Proper settings for backing up large files without excessive downloading?

Hi, I’m hoping someone can help me figure out what settings I should be using for this, because I suspect that I am doing it wrong.

What I want to back up are several large files (full disk image incremental backups in the 10-20GB range) and one even larger file (~100GB). I do not want versioning (the files are already versioned), just a single backup of this data. The target is OneDrive business.

The nature of the data means that daily, one new file will be uploaded and one old one deleted, and some subset of the larger file changed. I believe Duplicati can back this up without needing to re-upload the entire 100GB file, sending only the changed bits - that’s why I want to use it.

I set the remote volume size to 1GB, and left the block size at the default.

What I’m finding is that very soon Duplicati wants to do a Compact, and to do this, for some reason, starts downloading gigabytes worth of data. I don’t want it to download anything (other than the verification file after a backup), unless I’m doing a restore. It shouldn’t need to, it’s got all the data locally, I just want it to send the new data and delete the old.
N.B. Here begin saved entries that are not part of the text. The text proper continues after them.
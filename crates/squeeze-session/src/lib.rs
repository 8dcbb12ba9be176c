//! Catalog and command dispatch for the squeeze hub client.
//!
//! # How it fits in the stack
//!
//! ```text
//! Facade (above)  ← opens one session, dispatches one action, closes it
//!     ↕
//! Session Layer (this crate)  ← catalog of names → ids, command dispatch
//!     ↕
//! Protocol / Transport (below)  ← command lines, listing parsers, socket
//! ```

mod catalog;
mod error;
mod session;

pub use catalog::{Catalog, CatalogKind, CatalogListing, LoadStatus, NameIndex};
pub use error::SessionError;
pub use session::{
    Session, SessionConfig, SessionState, ShuffleToggle, DEFAULT_RESPONSE_TIMEOUT,
};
If I disable compact with --no-auto-compact, is my backup just going to keep growing in size without deleting old data? Should I have chosen different block or volume sizes? What’s the proper way of backing up large files without wasting a lot of remote space and without unnecessarily downloading a lot of data that I just uploaded, only to re-upload it again?

Compaction does download volumes. It will take the non-expired blocks from multiple volumes and repackage them so they are stored more efficiently on the back end.

You can disable it but it most likely will cause your backup size to grow larger in OneDrive. Duplicati won’t be able to delete remote volumes until all blocks within that volume have expired.

Ah, so even with auto-compact disabled, it will still be able to delete data once an entire volume can be deleted? In which case, it suggests that the correct settings would be to make volume size smaller (100MB might be OK without proliferating too many thousands of files) and disable auto-compact. That way it won’t need to download data to compact, it will just delete the volumes from OneDrive.

Yep, so yes using a smaller remote volume size may help you in this situation.

How efficient are the subsequent backups? I’m curious how well the deduplication is working for full disk image files.

I will gather some information over the next few days (backup runs daily), but my gut feel is that deduplication won’t be doing much because the images are already deduplicated. I don’t need to keep multiple backup versions because the images are already multiple versions.

What I am backing up is the output of Veeam full disk backup, which produces one full backup and then incremental backups. As each new incremental backup is created, the oldest is merged with the full, and deleted. So the daily duplicati backup will consist of adding the new incremental (which should be quite deduped already, by its nature), deleting the oldest incremental, and applying the changed blocks of the full.

The reason I am using two backup products is because Veeam can’t back up to OneDrive, and Duplicati can’t back up full disk images. After once spending days restoring a system after a failed disk I’m never doing that again, even if I didn’t lose any personal files. So now I consider any solution which doesn’t allow me to easily restore the whole system back to a working state is not acceptable.

Yes, I also use multiple backup products. In my case I use Macrium Reflect for image level but this is just at home. I agree that image level is mandatory for quick recoveries! Veeam is an excellent product if you work in a virtualized environment. I do really like Duplicati for my user data as it can very efficiently store many versions.

If you don’t care about versioning with Duplicati, and you suspect its deduplication won’t work too well, then maybe Duplicati is not the best choice. Have you looked at rclone? It is an awesome product for synchronizing files to/from cloud providers, and I believe OneDrive is supported. It will keep your backups in native format (unlike Duplicati), thereby making your recovery process quicker, too.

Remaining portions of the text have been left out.